» **ACTION ITEM**
Please count the lines of the listing below in which "ReadFile" occurs, and reply with the number only.

» **DATA PROVIDED**
^^^^^^^^^^^^^^^^

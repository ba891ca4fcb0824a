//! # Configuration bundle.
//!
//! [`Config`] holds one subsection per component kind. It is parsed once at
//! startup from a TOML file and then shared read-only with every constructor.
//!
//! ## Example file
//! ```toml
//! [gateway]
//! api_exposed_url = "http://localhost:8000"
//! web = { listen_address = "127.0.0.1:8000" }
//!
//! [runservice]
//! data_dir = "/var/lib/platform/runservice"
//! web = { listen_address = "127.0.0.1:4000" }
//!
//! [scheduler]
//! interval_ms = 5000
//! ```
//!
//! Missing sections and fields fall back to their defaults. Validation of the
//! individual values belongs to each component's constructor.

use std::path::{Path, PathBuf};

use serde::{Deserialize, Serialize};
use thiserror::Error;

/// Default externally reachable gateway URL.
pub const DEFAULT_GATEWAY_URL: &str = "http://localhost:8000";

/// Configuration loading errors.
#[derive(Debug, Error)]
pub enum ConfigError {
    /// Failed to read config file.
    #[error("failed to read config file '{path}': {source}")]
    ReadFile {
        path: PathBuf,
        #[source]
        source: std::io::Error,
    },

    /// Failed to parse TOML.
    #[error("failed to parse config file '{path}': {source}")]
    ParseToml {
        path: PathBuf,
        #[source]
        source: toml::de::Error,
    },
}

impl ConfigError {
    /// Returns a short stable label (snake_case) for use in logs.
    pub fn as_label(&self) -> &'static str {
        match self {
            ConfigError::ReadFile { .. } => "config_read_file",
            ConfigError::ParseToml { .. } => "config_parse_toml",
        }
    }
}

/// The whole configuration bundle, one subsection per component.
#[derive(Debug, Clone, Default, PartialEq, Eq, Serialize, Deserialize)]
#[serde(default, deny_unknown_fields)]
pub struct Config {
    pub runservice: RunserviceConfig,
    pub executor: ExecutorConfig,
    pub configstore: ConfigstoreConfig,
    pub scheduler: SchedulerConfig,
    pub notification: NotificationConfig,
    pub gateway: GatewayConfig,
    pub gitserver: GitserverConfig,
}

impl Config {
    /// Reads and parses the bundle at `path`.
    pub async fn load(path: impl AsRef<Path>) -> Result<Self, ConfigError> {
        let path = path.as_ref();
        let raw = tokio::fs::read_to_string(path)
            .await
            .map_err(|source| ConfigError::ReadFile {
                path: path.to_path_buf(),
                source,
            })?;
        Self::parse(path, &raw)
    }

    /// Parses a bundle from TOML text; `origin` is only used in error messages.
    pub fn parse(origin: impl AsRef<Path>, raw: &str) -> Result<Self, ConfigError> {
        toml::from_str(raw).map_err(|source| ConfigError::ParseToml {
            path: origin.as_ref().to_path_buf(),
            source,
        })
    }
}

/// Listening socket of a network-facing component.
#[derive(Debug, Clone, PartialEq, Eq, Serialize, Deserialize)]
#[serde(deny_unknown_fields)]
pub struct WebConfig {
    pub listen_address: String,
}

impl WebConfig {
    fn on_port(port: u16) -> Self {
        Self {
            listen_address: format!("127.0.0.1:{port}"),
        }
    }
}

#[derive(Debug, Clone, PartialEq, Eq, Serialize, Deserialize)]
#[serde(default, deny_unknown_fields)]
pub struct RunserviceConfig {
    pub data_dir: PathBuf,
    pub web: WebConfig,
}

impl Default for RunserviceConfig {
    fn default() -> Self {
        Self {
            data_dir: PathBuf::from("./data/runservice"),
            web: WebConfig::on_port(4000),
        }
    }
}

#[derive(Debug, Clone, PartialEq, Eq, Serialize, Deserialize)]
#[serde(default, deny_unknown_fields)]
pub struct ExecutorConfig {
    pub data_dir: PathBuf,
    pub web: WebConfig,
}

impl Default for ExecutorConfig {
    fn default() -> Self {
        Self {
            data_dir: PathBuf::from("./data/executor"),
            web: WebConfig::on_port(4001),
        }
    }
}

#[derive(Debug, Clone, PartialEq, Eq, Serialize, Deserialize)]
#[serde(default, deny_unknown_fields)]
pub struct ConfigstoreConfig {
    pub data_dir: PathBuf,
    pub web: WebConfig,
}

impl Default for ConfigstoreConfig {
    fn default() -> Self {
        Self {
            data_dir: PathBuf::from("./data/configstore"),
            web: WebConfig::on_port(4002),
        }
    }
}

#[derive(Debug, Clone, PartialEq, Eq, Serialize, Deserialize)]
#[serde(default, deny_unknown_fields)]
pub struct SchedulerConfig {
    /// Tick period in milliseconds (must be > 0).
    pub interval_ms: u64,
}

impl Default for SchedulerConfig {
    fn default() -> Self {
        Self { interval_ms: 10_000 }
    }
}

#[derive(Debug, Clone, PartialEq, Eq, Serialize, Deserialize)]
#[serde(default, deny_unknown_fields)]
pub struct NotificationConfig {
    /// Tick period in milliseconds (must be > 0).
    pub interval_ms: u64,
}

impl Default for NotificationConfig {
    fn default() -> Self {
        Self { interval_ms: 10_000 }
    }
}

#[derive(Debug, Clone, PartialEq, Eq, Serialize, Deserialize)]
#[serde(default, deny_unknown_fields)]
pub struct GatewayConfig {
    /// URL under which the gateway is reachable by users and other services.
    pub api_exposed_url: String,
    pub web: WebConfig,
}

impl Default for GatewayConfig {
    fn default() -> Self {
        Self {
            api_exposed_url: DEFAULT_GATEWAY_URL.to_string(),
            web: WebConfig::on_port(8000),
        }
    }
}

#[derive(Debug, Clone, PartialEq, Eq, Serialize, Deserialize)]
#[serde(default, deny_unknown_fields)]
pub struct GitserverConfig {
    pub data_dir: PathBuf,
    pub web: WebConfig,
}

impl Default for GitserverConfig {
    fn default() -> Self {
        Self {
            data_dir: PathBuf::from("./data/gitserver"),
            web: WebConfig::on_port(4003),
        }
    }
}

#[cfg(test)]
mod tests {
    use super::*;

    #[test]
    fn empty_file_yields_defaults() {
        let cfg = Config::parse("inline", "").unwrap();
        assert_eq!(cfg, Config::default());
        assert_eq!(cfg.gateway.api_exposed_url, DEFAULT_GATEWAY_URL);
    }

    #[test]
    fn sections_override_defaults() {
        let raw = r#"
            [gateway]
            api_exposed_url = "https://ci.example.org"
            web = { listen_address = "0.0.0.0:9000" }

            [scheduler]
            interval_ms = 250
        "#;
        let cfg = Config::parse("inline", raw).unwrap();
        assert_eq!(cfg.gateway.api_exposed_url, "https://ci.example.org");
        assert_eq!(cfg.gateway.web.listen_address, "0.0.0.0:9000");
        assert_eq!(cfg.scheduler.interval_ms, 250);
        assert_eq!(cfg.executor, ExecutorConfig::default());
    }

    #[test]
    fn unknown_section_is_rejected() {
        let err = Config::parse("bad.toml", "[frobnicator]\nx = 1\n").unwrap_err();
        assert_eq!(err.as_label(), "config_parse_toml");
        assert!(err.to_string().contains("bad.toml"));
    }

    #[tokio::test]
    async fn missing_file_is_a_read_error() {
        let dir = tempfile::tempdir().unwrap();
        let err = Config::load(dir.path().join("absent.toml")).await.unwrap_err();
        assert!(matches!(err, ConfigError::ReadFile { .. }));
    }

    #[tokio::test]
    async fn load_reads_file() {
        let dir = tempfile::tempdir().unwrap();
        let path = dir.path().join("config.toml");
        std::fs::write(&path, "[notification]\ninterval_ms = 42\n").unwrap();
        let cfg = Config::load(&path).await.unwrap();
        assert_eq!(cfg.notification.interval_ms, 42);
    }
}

^^^^^^^^^^^^^^^^

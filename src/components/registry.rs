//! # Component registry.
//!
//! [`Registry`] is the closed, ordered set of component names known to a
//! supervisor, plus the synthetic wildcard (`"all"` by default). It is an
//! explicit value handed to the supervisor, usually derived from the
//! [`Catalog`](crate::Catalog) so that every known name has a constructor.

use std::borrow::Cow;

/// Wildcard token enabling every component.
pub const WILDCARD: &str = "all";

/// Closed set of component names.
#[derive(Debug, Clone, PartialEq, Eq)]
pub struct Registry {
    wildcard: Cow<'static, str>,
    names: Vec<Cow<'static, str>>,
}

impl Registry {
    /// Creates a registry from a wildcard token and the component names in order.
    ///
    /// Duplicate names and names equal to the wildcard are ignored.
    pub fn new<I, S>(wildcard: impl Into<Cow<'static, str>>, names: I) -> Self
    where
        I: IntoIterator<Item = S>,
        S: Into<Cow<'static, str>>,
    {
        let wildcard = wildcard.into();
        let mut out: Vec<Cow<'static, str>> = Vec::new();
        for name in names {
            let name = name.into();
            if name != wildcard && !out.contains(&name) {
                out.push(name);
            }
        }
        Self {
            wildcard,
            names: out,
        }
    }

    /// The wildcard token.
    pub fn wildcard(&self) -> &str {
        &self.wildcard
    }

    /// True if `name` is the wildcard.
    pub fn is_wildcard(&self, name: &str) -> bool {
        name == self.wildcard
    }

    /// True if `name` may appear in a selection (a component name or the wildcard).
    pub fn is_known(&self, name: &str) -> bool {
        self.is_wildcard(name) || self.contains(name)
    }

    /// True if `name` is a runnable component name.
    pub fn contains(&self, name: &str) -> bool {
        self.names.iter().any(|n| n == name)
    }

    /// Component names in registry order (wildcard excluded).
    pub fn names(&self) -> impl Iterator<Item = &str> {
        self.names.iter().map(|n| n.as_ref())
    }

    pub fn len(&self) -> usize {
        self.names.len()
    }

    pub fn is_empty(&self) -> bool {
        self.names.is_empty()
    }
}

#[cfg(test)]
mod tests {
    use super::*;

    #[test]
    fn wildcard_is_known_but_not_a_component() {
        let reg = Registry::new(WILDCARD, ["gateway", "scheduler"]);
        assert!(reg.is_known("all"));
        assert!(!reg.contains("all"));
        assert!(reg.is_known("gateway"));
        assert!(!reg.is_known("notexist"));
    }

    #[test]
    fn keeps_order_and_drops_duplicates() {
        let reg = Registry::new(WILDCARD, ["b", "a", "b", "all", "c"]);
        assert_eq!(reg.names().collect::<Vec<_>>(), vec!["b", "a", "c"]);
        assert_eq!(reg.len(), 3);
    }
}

^^^^^^^^^^^^^^^^

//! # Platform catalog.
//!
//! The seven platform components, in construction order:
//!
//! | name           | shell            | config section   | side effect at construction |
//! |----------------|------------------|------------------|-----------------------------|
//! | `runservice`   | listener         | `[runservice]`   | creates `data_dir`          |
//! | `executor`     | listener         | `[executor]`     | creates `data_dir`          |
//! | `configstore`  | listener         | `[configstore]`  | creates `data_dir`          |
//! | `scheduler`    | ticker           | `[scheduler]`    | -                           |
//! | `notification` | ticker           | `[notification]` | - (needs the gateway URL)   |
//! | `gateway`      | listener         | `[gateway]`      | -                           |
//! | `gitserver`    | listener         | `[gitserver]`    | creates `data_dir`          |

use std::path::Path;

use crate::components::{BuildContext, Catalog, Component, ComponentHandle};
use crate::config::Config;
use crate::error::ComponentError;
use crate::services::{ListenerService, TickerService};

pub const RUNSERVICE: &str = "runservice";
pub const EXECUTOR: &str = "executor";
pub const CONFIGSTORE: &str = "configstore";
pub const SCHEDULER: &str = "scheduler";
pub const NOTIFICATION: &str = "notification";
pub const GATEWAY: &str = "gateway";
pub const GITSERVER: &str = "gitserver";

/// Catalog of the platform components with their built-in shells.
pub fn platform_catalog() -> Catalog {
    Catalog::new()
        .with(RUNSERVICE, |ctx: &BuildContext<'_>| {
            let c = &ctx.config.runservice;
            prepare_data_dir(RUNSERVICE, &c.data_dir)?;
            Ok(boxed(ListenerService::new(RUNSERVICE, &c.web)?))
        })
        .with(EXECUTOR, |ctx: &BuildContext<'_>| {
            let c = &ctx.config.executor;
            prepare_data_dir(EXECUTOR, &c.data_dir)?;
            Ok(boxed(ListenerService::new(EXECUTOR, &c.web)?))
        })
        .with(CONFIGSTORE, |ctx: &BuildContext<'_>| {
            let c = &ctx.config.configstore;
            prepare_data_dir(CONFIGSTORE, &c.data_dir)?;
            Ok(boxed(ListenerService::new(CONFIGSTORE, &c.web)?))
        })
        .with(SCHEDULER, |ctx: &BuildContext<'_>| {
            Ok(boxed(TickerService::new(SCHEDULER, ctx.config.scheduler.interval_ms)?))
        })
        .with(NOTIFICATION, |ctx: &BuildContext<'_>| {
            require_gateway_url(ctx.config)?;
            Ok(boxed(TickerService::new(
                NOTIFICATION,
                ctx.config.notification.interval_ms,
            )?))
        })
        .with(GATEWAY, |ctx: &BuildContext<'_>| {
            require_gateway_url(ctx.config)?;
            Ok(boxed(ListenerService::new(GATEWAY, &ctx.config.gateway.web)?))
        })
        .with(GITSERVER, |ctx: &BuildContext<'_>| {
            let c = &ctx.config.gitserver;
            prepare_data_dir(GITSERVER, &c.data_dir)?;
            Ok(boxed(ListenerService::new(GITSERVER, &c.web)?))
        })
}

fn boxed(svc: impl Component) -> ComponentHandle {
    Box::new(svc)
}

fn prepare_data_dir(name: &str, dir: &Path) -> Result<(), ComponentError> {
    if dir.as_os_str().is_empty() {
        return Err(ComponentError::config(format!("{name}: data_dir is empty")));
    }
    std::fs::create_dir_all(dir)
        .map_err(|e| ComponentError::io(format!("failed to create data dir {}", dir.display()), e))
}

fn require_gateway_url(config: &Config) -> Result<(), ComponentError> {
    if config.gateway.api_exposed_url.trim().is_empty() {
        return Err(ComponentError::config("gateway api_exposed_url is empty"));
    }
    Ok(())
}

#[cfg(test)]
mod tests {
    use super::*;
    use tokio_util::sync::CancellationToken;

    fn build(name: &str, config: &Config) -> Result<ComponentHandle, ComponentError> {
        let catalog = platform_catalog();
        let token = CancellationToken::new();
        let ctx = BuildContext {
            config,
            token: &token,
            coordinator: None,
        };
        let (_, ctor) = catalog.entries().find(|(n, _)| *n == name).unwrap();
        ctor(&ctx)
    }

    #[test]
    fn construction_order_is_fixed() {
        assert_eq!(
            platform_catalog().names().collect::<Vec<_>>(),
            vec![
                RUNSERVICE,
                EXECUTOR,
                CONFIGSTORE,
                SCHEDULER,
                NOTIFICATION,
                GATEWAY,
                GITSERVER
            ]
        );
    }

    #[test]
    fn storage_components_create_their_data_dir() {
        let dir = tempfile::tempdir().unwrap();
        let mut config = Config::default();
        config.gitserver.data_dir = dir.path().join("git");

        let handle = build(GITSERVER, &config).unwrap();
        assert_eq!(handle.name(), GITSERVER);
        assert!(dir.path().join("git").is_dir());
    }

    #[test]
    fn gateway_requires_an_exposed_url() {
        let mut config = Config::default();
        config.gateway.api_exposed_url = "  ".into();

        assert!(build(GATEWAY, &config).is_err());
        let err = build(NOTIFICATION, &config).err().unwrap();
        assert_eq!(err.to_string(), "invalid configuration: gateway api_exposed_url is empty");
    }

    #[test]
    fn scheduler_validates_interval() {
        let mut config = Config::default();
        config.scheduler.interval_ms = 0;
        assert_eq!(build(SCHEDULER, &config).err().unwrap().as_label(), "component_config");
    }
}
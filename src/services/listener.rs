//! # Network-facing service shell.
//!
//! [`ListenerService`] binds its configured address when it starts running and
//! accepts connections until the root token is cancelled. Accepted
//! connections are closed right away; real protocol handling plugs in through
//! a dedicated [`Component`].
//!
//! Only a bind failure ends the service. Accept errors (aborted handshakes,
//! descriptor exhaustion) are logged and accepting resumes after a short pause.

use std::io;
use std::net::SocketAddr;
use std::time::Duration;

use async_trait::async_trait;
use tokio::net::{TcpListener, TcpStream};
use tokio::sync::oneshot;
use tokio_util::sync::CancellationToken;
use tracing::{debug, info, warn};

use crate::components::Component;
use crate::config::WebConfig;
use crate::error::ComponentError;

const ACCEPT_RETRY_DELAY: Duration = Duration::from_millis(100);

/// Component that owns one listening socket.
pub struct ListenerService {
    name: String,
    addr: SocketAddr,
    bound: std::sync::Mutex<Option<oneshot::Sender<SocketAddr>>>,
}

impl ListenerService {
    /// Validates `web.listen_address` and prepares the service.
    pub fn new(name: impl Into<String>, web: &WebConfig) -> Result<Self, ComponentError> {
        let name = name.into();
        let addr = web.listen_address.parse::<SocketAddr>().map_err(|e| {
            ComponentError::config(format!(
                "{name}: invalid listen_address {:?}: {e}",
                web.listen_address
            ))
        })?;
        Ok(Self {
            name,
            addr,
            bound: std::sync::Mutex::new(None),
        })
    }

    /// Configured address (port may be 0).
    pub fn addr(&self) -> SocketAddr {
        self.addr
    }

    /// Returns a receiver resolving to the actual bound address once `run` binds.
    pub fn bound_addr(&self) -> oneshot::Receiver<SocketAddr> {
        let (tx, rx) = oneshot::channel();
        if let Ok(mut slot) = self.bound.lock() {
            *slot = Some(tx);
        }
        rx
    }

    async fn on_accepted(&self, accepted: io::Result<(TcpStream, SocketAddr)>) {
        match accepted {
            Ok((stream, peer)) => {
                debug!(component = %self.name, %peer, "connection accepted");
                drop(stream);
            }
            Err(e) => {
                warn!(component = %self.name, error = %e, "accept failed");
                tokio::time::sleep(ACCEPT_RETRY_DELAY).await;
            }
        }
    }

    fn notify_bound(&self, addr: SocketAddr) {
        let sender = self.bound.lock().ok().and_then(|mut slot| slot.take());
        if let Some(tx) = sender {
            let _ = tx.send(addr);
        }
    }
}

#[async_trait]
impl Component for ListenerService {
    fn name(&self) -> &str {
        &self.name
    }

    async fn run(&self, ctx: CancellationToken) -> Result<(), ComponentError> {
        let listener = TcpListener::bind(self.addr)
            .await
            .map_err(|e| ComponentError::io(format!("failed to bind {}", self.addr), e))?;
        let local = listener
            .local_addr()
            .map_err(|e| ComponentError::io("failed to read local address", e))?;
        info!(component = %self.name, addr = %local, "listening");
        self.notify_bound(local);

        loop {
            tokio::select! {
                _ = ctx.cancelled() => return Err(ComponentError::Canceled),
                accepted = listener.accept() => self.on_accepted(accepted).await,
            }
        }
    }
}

^^^^^^^^^^^^^^^^

» **ANSWER SECTION**
4